So when Sarah Vowell writes of setting foot on her lanai at the Ilikai,
where I spent my first nights in Honolulu, or sitting beneath a banyan tree
in Waikiki, where I made my home, it strikes a chord, transporting me back
to those days of optimism and youth.
Trouble is, for all the work she appears to have put into telling the tortured past of these islands, she fails to weave a consistently engaging story, even though Hawaii has one of the most interesting histories anywhere in the United States.
Glimpses of that captivating history come through in the nuggets that Vowell has culled from archival research and her own interviews with islanders. But the exhaustive detail afforded the experience of New England missionaries in the islands comes without a cohesive narrative. And the thrilling, sorrowful, dramatic climax of Hawaii's story
-- the disintegration of the kingdom -- is relegated to little more than an addendum.
Throughout the pages, Vowell's cheeky comments are scattered about, but not nearly enough to boost "Unfamiliar Fishes" to its full potential. Will you learn something from this book? Absolutely. The trick is wanting to keep turning the pages.

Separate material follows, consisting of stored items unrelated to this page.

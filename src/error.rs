use crate::transport::FetchError;
use thiserror::Error;

/// Structured error context for better error handling and debugging.
#[derive(Debug, Clone, PartialEq, Eq)]
pub struct ErrorContext {
    /// Field path or configuration key that caused the error (e.g., "probability", "base_url")
    pub field_path: Option<String>,
    /// Additional context about the error (e.g., expected range, actual value)
    pub details: Option<String>,
    /// Source of the error (e.g., "narrative_cache", "client_builder")
    pub source: Option<String>,
}

impl ErrorContext {
    pub fn new() -> Self {
        Self {
            field_path: None,
            details: None,
            source: None,
        }
    }

    pub fn with_field_path(mut self, path: impl Into<String>) -> Self {
        self.field_path = Some(path.into());
        self
    }

    pub fn with_details(mut self, details: impl Into<String>) -> Self {
        self.details = Some(details.into());
        self
    }

    pub fn with_source(mut self, source: impl Into<String>) -> Self {
        self.source = Some(source.into());
        self
    }
}

impl Default for ErrorContext {
    fn default() -> Self {
        Self::new()
    }
}

/// Unified error type for the narrative client.
#[derive(Debug, Error)]
pub enum Error {
    /// The backend call failed (transport, timeout, HTTP status or body decoding).
    #[error("Narrative fetch failed: {0}")]
    Fetch(#[from] FetchError),

    #[error("Configuration error: {message}{}", format_context(.context))]
    Configuration {
        message: String,
        context: ErrorContext,
    },

    #[error("Validation error: {message}{}", format_context(.context))]
    Validation {
        message: String,
        context: ErrorContext,
    },

    #[error("Serialization error: {0}")]
    Serialization(#[from] serde_json::Error),
}

// Helper function to format error context for display
fn format_context(ctx: &ErrorContext) -> String {
    let mut parts = Vec::new();
    if let Some(ref field) = ctx.field_path {
        parts.push(format!("field: {}", field));
    }
    if let Some(ref details) = ctx.details {
        parts.push(format!("details: {}", details));
    }
    if let Some(ref source) = ctx.source {
        parts.push(format!("source: {}", source));
    }
    if parts.is_empty() {
        String::new()
    } else {
        format!(" ({})", parts.join(", "))
    }
}

impl Error {
    /// Create a new validation error with structured context
    pub fn validation_with_context(msg: impl Into<String>, context: ErrorContext) -> Self {
        Error::Validation {
            message: msg.into(),
            context,
        }
    }

    /// Create a new configuration error with structured context
    pub fn configuration_with_context(msg: impl Into<String>, context: ErrorContext) -> Self {
        Error::Configuration {
            message: msg.into(),
            context,
        }
    }

    /// Extract error context if available
    pub fn context(&self) -> Option<&ErrorContext> {
        match self {
            Error::Configuration { context, .. }
            | Error::Validation { context, .. } => Some(context),
            _ => None,
        }
    }

    /// The underlying fetch failure, if this error came from the backend call.
    pub fn as_fetch(&self) -> Option<&FetchError> {
        match self {
            Error::Fetch(e) => Some(e),
            _ => None,
        }
    }
}

#[cfg(test)]
mod tests {
    use super::*;
    use crate::transport::FetchErrorKind;

    #[test]
    fn context_is_rendered_in_display() {
        let err = Error::validation_with_context(
            "probability out of range",
            ErrorContext::new()
                .with_field_path("probability")
                .with_details("got 1.5"),
        );
        assert_eq!(
            err.to_string(),
            "Validation error: probability out of range (field: probability, details: got 1.5)"
        );
        assert!(err.context().is_some());
    }

    #[test]
    fn fetch_errors_convert_and_expose_status() {
        let err: Error = FetchError::status(503, "upstream busy").into();
        let fetch = err.as_fetch().expect("fetch error");
        assert_eq!(fetch.kind, FetchErrorKind::Status);
        assert_eq!(fetch.status, Some(503));
        assert!(err.context().is_none());
    }
}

Vowell has a sizable following earned through best-sellers including "Assassination Vacation," appearances on "This American Life" and essays in The New York Times. That afforded her the rare opportunity to illuminate readers to respect the depth of complexity there is to Hawaii and its people, too often glossed over in the stereotypes of a hula-swaying, white-sanded honeymoon spot.

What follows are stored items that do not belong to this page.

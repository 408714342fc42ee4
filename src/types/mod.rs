//! 类型系统模块：信用评分解释所需的核心数据类型。
//!
//! # Types Module
//!
//! Strongly-typed representations of what the explanation backend consumes and
//! returns: model decisions, SHAP feature attributions and narratives.
//!
//! ## Key Types
//!
//! | Type | Description |
//! |------|-------------|
//! | [`Decision`] | Model decision (approved / rejected) |
//! | [`ShapFeature`] | One feature with its value and SHAP attribution |
//! | [`FeatureValue`] | Raw applicant value (text, number or flag) |
//! | [`FeatureContext`] | The full applicant record sent as backend context |
//! | [`NarrativeRequest`] | Wire body of a narrative request |
//! | [`Narrative`] | Narrative text plus whether it was model-generated |
//!
//! ## Example
//!
//! ```rust
//! use credit_explain::types::{Decision, FeatureValue, ShapFeature};
//!
//! let feature = ShapFeature::new("credit_history", FeatureValue::from("critical"), 0.21);
//! assert!(feature.raises_risk());
//! assert_eq!(Decision::Rejected.as_str(), "rejected");
//! ```

pub mod feature;
pub mod narrative;

pub use feature::{Decision, FeatureContext, FeatureValue, Impact, ShapFeature};
pub use narrative::{Narrative, NarrativeRequest, NarrativeResponse};
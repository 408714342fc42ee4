use crate::cache::NarrativeCache;
use crate::client::builder::ExplainClientBuilder;
use crate::narrative::render_fallback;
use crate::types::{Decision, FeatureContext, Narrative, ShapFeature};
use crate::{Error, Result};
use tracing::warn;

/// Explanation client: picks the features to explain, fetches narratives through the
/// shared cache, and falls back to a local template when the backend fails.
///
/// Build one at application start and share it; clones of [`ExplainClient::cache`]
/// see the same narratives.
pub struct ExplainClient {
    pub(crate) cache: NarrativeCache,
    pub(crate) top_n: usize,
}

/// Where a narrative came from.
#[derive(Debug)]
pub enum NarrativeOutcome {
    /// Produced by the backend (possibly served from the cache).
    Remote(Narrative),
    /// The backend call failed; `narrative` is the local templated explanation.
    Fallback { narrative: Narrative, error: Error },
}

impl NarrativeOutcome {
    pub fn narrative(&self) -> &Narrative {
        match self {
            NarrativeOutcome::Remote(n) => n,
            NarrativeOutcome::Fallback { narrative, .. } => narrative,
        }
    }

    pub fn into_narrative(self) -> Narrative {
        match self {
            NarrativeOutcome::Remote(n) => n,
            NarrativeOutcome::Fallback { narrative, .. } => narrative,
        }
    }

    pub fn is_fallback(&self) -> bool {
        matches!(self, NarrativeOutcome::Fallback { .. })
    }
}

impl ExplainClient {
    /// Client configured from the environment.
    pub fn new() -> Result<Self> {
        ExplainClientBuilder::new().build()
    }

    pub fn builder() -> ExplainClientBuilder {
        ExplainClientBuilder::new()
    }

    pub fn cache(&self) -> &NarrativeCache {
        &self.cache
    }

    pub fn top_n(&self) -> usize {
        self.top_n
    }

    /// Narrative for an already selected feature set. Failures are returned as is.
    pub async fn narrative(
        &self,
        decision: Decision,
        probability: f64,
        top_features: &[ShapFeature],
        all_features: &FeatureContext,
    ) -> Result<Narrative> {
        self.cache
            .get_narrative(decision, probability, top_features, all_features)
            .await
    }

    /// Explain a decision from its full SHAP attribution.
    ///
    /// The top-N features by absolute SHAP value are sent. Any failure yields
    /// [`NarrativeOutcome::Fallback`]; nothing is retried here.
    pub async fn explain(
        &self,
        decision: Decision,
        probability: f64,
        features: &[ShapFeature],
        all_features: &FeatureContext,
    ) -> NarrativeOutcome {
        let top = select_top_features(features, self.top_n);
        match self
            .cache
            .get_narrative(decision, probability, &top, all_features)
            .await
        {
            Ok(narrative) => NarrativeOutcome::Remote(narrative),
            Err(error) => {
                let (class, transient) = error
                    .as_fetch()
                    .map(|e| (e.class(), e.is_transient()))
                    .unwrap_or(("validation", false));
                warn!(
                    decision = %decision,
                    class,
                    transient,
                    error = %error,
                    "narrative unavailable, using templated explanation"
                );
                NarrativeOutcome::Fallback {
                    narrative: render_fallback(decision, probability, &top),
                    error,
                }
            }
        }
    }
}

/// The `n` features with the largest absolute SHAP value, strongest first.
///
/// Ties keep their input order.
pub fn select_top_features(features: &[ShapFeature], n: usize) -> Vec<ShapFeature> {
    let mut sorted = features.to_vec();
    sorted.sort_by(|a, b| b.shap_value.abs().total_cmp(&a.shap_value.abs()));
    sorted.truncate(n);
    sorted
}
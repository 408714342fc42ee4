//! Explanation client for credit decisions.
//!
//! Developer-friendly goal: keep the public surface small and predictable.
//! Implementation details are split into submodules under `src/client/`.

pub mod builder;
pub mod core;
pub(crate) mod error_classification;

pub use builder::ExplainClientBuilder;
pub use core::{select_top_features, ExplainClient, NarrativeOutcome};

If that audience picks up this book because of Vowell's name appeal and is able to soldier through, then some light will be shed on a facet of U.S. history worthy of further examination. But even though much information is there, even with all of the potential drama of the story of this tiny kingdom crumbling beneath the weight of early American imperialism, the author missed the mark.
Hawaii, once again, deserved better.